As for the genetics, you can see many of the non-supplemental figures over at Dienekes‘. I have to say that I appreciate that they did IBD analysis, but the charts are a little hard to extract information from because the differences are so small beyond the few inbred groups. The various clustering algorithms did not tell us much we didn’t know. North African Jews by and large cluster with other Sephardic Jews, who form a clade with Ashkenazi Jews, against Middle Eastern Jews. There is evidence of European admixture in the Sephardic Jews, and this seems evident in North African populations which are presumably a synthesis of Sephardic and non-Sephardic ancestry (long IBD tracts indicative of recent admixture are elevated for European ancestry, suggestive of events in the Iberian peninsula before expulsion). One model which I suggest may be that long term differential fertility may have resulted in the diminishing of non-Sephardic ancestry in contemporary populations, even if the original numbers in the decades after the expulsion from Spain were at parity. Using Basque, Palestinian, and Tunisian reference populations the authors did not seem to discern greatly elevated Maghrebi admixture from what I can gather as a function of geography for the Jews. The main qualm I have is that the Tunisian population in their data is highly inbred. I suspect this may reduce the Maghrebi fraction below what it “should” be. A major issue with comparison with the North Africa data that they have is that many of these have substantial African admixture, or may not be representative of the broader populations of the Maghreb. This is certainly true for the Tunisian Berbers, who are highly inbred, and the Mozabites, who were selected for their isolation. Western Sahara and Southern Morocco also were samples which I think are marginal in the broader Maghrebi landscape. I paid most attention to the Northern Morocco sample, since it was neither highly inbred, nor geographically marginal or isolated.
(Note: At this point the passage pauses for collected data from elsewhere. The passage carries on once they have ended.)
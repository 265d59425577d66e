//! HEVC transform and quantization core
//!
//! This crate provides the residual coding stage of an HEVC encoder: the
//! integer DCT/DST at 4x4 through 32x32, uniform and scaling-list
//! quantization with sign-data hiding, inverse quantization, and the residual
//! pipeline that ties them to reconstruction. Every kernel has a portable
//! reference implementation; with the `simd` feature an AVX2 backend is
//! selected at runtime when the host supports it, producing bit-identical
//! output.
//!
//! # Features
//!
//! - `simd` (default): AVX2 kernels on x86-64, chosen at runtime.
//! - `multiverse`: compile the scalar transforms for several target levels.
//!
//! # Quantizing a block
//!
//! ```rust
//! use zenhevc::{QuantConfig, ResidualBlock, ResidualContext, Samples, SamplesMut, SelectorOptions};
//! use zenhevc::encoder::QuantBlock;
//! use zenhevc::common::types::{BlockSize, Color, CuType, ScanOrder};
//!
//! let config = QuantConfig::new().with_qp(27);
//! let lists = config.build_scaling_list()?;
//! // Kernels are selected once per process, for the configured bit depth.
//! let kernels = zenhevc::strategy::init(&SelectorOptions::new(config.bitdepth))?;
//! let ctx = ResidualContext::new(&config, &lists, kernels);
//!
//! let reference = [120u16; 64];
//! let mut pred_rec = [100u16; 64];
//! let mut coeffs = [0i16; 64];
//! let block = ResidualBlock::new(QuantBlock::new(BlockSize::B8, Color::Y, ScanOrder::Diagonal, CuType::Inter));
//! let outcome = zenhevc::quantize_tr_residual(
//!     &ctx,
//!     &block,
//!     Samples::new(&reference, 8),
//!     SamplesMut::new(&mut pred_rec, 8),
//!     &mut coeffs,
//! );
//! assert!(outcome.has_coeffs);
//! # Ok::<(), zenhevc::TqError>(())
//! ```
//!
//! # Safety
//!
//! This crate uses `#![forbid(unsafe_code)]` to prevent direct unsafe usage in source.
//! However, when the `simd` feature is enabled, we rely on the [`archmage`] crate for
//! safe SIMD intrinsics. The `#[arcane]` proc macro generates unsafe blocks internally
//! (which bypass the `forbid` lint due to proc-macro span handling). The soundness of
//! our SIMD code depends on archmage's token-based safety model being correct.
//!
//! Without the `simd` feature, this crate contains no unsafe code whatsoever.
//!
//! [`archmage`]: https://docs.rs/archmage

// Forbid unsafe unless the "unchecked" feature enables it for performance
#![cfg_attr(not(feature = "unchecked"), forbid(unsafe_code))]
#![deny(missing_docs)]

// Core modules
pub mod common;
pub mod encoder;
pub mod error;
pub mod strategy;

// Re-export public API
pub use common::types::{BlockSize, Coeff, Color, CuType, Pixel, ScanOrder, SliceType, TransformKind};
pub use encoder::{
    quantize_tr_residual, QuantConfig, ResidualBlock, ResidualContext, ResidualOutcome, Samples, SamplesMut,
    ScalingList, ScalingListMode,
};
pub use error::{ScalingListError, TqError};
pub use strategy::{SelectorOptions, Strategies};
/// Transform, quantize, and report whether any level is non-zero.
fn transform_and_quantize(
    ctx: &ResidualContext<'_>,
    block: &ResidualBlock,
    residual: &[Coeff],
    coeff: &mut [Coeff],
    q: &mut [Coeff],
) -> bool {
    let qb = &block.quant;
    let bitdepth = ctx.params.bitdepth;
    if block.transform_skip {
        transform_skip(qb.size, bitdepth, residual, coeff);
    } else {
        (ctx.kernels.forward(transform_kind(qb)))(bitdepth, residual, coeff);
    }

    let use_rdoq = ctx.use_rdoq && (qb.size.width() > 4 || !ctx.rdoq_skip);
    match ctx.rdoq {
        Some(rdoq) if use_rdoq => rdoq.quantize(&ctx.params, coeff, q, qb, block.tr_depth),
        _ => (ctx.kernels.quant)(&ctx.params, coeff, q, qb),
    }
    has_nonzero(q)
}

/// Dequantize and inverse transform back to a residual.
fn dequantize_and_invert(ctx: &ResidualContext<'_>, block: &ResidualBlock, q: &[Coeff], coeff: &mut [Coeff], residual: &mut [Coeff]) {
    let qb = &block.quant;
    let bitdepth = ctx.params.bitdepth;
    (ctx.kernels.dequant)(&ctx.params, q, coeff, qb);
    if block.transform_skip {
        inverse_transform_skip(qb.size, bitdepth, coeff, residual);
    } else {
        (ctx.kernels.inverse(transform_kind(qb)))(bitdepth, coeff, residual);
    }
}

fn copy_block(src: Samples<'_>, mut dst: SamplesMut<'_>, width: usize) {
    for y in 0..width {
        dst.row_mut(y, width).copy_from_slice(src.row(y, width));
    }
}

#[inline]
fn max_pixel(bitdepth: u8) -> i32 {
    (1 << bitdepth) - 1
}

//------------------------------------------------------------------------------
// Generic kernel

/// Code one block with the scalar residual and reconstruction loops.
///
/// `coeff_out` receives the `N*N` quantized levels. Returns whether any of
/// them is non-zero.
pub fn quantize_residual_generic(
    ctx: &ResidualContext<'_>,
    block: &ResidualBlock,
    reference: Samples<'_>,
    pred: Samples<'_>,
    mut rec: SamplesMut<'_>,
    coeff_out: &mut [Coeff],
) -> bool {
    let size = block.quant.size;
    let width = size.width();
    let n = size.area();
    reference.check(width);
    pred.check(width);
    rec.check(width);
    assert!(coeff_out.len() >= n, "coefficient buffer shorter than {n}");

    let mut residual = [0 as Coeff; MAX_TR_AREA];
    for y in 0..width {
        let r = reference.row(y, width);
        let p = pred.row(y, width);
        for ((d, &r), &p) in residual[y * width..][..width].iter_mut().zip(r).zip(p) {
            *d = clip16(i32::from(r) - i32::from(p));
        }
    }

    let mut coeff = [0 as Coeff; MAX_TR_AREA];
    let q = &mut coeff_out[..n];
    let has_coeffs = transform_and_quantize(ctx, block, &residual[..n], &mut coeff[..n], q);

    if has_coeffs && !block.early_skip {
        dequantize_and_invert(ctx, block, q, &mut coeff[..n], &mut residual[..n]);
        let max = max_pixel(ctx.params.bitdepth);
        for y in 0..width {
            let p = pred.row(y, width);
            let res = &residual[y * width..][..width];
            for ((o, &p), &r) in rec.row_mut(y, width).iter_mut().zip(p).zip(res) {
                *o = (i32::from(p) + i32::from(r)).clamp(0, max) as Pixel;
            }
        }
    } else {
        copy_block(pred, rec, width);
    }
    has_coeffs
}

//------------------------------------------------------------------------------
// AVX2 kernel

/// Code one block with vector residual and reconstruction loops.
///
/// Quantization and transforms go through the kernel table, so the output
/// is identical to [`quantize_residual_generic`].
#[cfg(all(feature = "simd", target_arch = "x86_64"))]
pub fn quantize_residual_avx2(
    ctx: &ResidualContext<'_>,
    block: &ResidualBlock,
    reference: Samples<'_>,
    pred: Samples<'_>,
    rec: SamplesMut<'_>,
    coeff_out: &mut [Coeff],
) -> bool {
    if let Some(token) = X64V3Token::summon() {
        quantize_residual_entry(token, ctx, block, reference, pred, rec, coeff_out)
    } else {
        quantize_residual_generic(ctx, block, reference, pred, rec, coeff_out)
    }
}

#[cfg(all(feature = "simd", target_arch = "x86_64"))]
#[arcane]
fn quantize_residual_entry(
    _token: X64V3Token,
    ctx: &ResidualContext<'_>,
    block: &ResidualBlock,
    reference: Samples<'_>,
    pred: Samples<'_>,
    rec: SamplesMut<'_>,
    coeff_out: &mut [Coeff],
) -> bool {
    let size = block.quant.size;
    let width = size.width();
    let n = size.area();
    reference.check(width);
    pred.check(width);
    rec.check(width);
    assert!(coeff_out.len() >= n, "coefficient buffer shorter than {n}");
    let mut rec = rec;

    let mut residual = [0 as Coeff; MAX_TR_AREA];
    residual_rows(_token, reference, pred, &mut residual[..n], width);

    let mut coeff = [0 as Coeff; MAX_TR_AREA];
    let q = &mut coeff_out[..n];
    let has_coeffs = transform_and_quantize(ctx, block, &residual[..n], &mut coeff[..n], q);

    if has_coeffs && !block.early_skip {
        dequantize_and_invert(ctx, block, q, &mut coeff[..n], &mut residual[..n]);
        recon_rows(_token, pred, &residual[..n], &mut rec, width, ctx.params.bitdepth);
    } else {
        copy_block(pred, rec, width);
    }
    has_coeffs
}

/// `reference - pred` into a packed `width * width` block.
#[cfg(all(feature = "simd", target_arch = "x86_64"))]
#[rite]
fn residual_rows(_token: X64V3Token, reference: Samples<'_>, pred: Samples<'_>, out: &mut [Coeff], width: usize) {
    if width == 4 {
        let (rows, _) = out.as_chunks_mut::<4>();
        for (y, dst) in rows.iter_mut().enumerate() {
            let (r, _) = reference.row(y, 4).as_chunks::<4>();
            let (p, _) = pred.row(y, 4).as_chunks::<4>();
            let diff = _mm_sub_epi16(simd_mem::_mm_loadu_si64(&r[0]), simd_mem::_mm_loadu_si64(&p[0]));
            let mut lanes = [0 as Coeff; 8];
            simd_mem::_mm_storeu_si128(&mut lanes, diff);
            dst.copy_from_slice(&lanes[..4]);
        }
        return;
    }
    for y in 0..width {
        let (r, _) = reference.row(y, width).as_chunks::<8>();
        let (p, _) = pred.row(y, width).as_chunks::<8>();
        let (d, _) = out[y * width..][..width].as_chunks_mut::<8>();
        for ((dst, r), p) in d.iter_mut().zip(r).zip(p) {
            let diff = _mm_sub_epi16(simd_mem::_mm_loadu_si128(r), simd_mem::_mm_loadu_si128(p));
            simd_mem::_mm_storeu_si128(dst, diff);
        }
    }
}
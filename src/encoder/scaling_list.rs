//! Scaling lists: per-position quantizer weights and the tables derived from them.
//!
//! A store holds one user pattern (at most 8x8) per `(size_id, list_id)` and,
//! for every `qp % 6`, the quant, dequant and error-scale tables the kernels
//! read. With scaling lists disabled the tables are flat.
//!
//! `list_id` is `(intra ? 0 : 3) + color_index`. At 32x32 only luma exists:
//! list 0 is intra and list 1 inter, and list 3 is redirected to list 1.

use std::fmt::Write as _;
use std::path::Path;

use tracing::info;

use crate::common::scan::{DIAG_4X4_RAW, DIAG_8X8_RAW};
use crate::common::tables::{CTX_FRAC_BITS, INV_QUANT_SCALES, MAX_TR_DYNAMIC_RANGE, QUANT_SCALES};
use crate::common::types::{BlockSize, Color, CuType};
use crate::error::ScalingListError;

/// Number of stored lists per size id.
pub const LIST_COUNT: [usize; 4] = [6, 6, 6, 2];

/// Distinct `(size_id, list_id)` slots with storage.
const SLOT_COUNT: usize = 6 + 6 + 6 + 2;

/// Largest pattern: 8x8.
const MAX_PATTERN: usize = 64;

/// Weight of a flat list.
const FLAT_WEIGHT: i32 = 16;

/// Default 8x8 intra weights, raster order.
#[rustfmt::skip]
pub const DEFAULT_INTRA_8X8: [i32; 64] = [
    16, 16, 16, 16, 17, 18,  21,  24,
    16, 16, 16, 16, 17, 19,  22,  25,
    16, 16, 17, 18, 20, 22,  25,  29,
    16, 16, 18, 21, 24, 27,  31,  36,
    17, 17, 20, 24, 30, 35,  41,  47,
    18, 19, 22, 27, 35, 44,  54,  65,
    21, 22, 25, 31, 41, 54,  70,  88,
    24, 25, 29, 36, 47, 65,  88, 115,
];

/// Default 8x8 inter weights, raster order.
#[rustfmt::skip]
pub const DEFAULT_INTER_8X8: [i32; 64] = [
    16, 16, 16, 16, 17, 18, 20, 24,
    16, 16, 16, 17, 18, 20, 24, 25,
    16, 16, 17, 18, 20, 24, 25, 28,
    16, 17, 18, 20, 24, 25, 28, 33,
    17, 18, 20, 24, 25, 28, 33, 41,
    18, 20, 24, 25, 28, 33, 41, 54,
    20, 24, 25, 28, 33, 41, 54, 71,
    24, 25, 28, 33, 41, 54, 71, 91,
];

/// Section names, indexed by `[size_id][list_id]`.
const SECTION_NAMES: [&[&str]; 4] = [
    &[
        "INTRA4X4_LUMA",
        "INTRA4X4_CHROMAU",
        "INTRA4X4_CHROMAV",
        "INTER4X4_LUMA",
        "INTER4X4_CHROMAU",
        "INTER4X4_CHROMAV",
    ],
    &[
        "INTRA8X8_LUMA",
        "INTRA8X8_CHROMAU",
        "INTRA8X8_CHROMAV",
        "INTER8X8_LUMA",
        "INTER8X8_CHROMAU",
        "INTER8X8_CHROMAV",
    ],
    &[
        "INTRA16X16_LUMA",
        "INTRA16X16_CHROMAU",
        "INTRA16X16_CHROMAV",
        "INTER16X16_LUMA",
        "INTER16X16_CHROMAU",
        "INTER16X16_CHROMAV",
    ],
    &["INTRA32X32_LUMA", "INTER32X32_LUMA"],
];

const DC_SUFFIX: &str = "_DC";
This is a paper where the supplements are worth reading. The authors were as clear in their methods (i.e., easy to replicate) as they were confusing in their digest of the results. There is also a fuller review of the IBD section, which I think is a major value-add here over PCA and STRUCTURE. The authors observe that Yemeni Jews share elevated IBD with other Jewish populations, suggesting more than an indigenous proselyte origin for this community. That being said I think we need to be careful about our priors and how they shape our interpretation of the data. For example, jump to table 1 of the supplements and you see a relatively high IBD between the North Italian sample and the Jewish populations. If you didn’t know that Northern Italians (I believe this sample is from Bergamo) weren’t Jewish, you might wonder if they were Jewish! This sort of association is why I think that neighbor-joining trees aren’t telling us much that’s useful. These trees collapse a few thousand years of complex admixture process into one visual summary. I’m not sure that the complexity is fully unpacked, even in this paper. So there will almost certainly be follow ups, because I don’t think that it answered without a doubt the central questions posed by the existence of the North African Jewry.

The genetic origins of Jews are complex enough that broad sketches leave a lot to be desired in explaining specific narrow historical-demographic questions. A Silver Age of genetics in this area is upon us. But I do hope that in the near future we’ll also start to do the same thing with other groups. There is more to this world than Jewnetics. Zack Ajmal has a large collection of Brahmins from various parts of India in his data set now. Wouldn’t it be interesting to see their relationships IBD?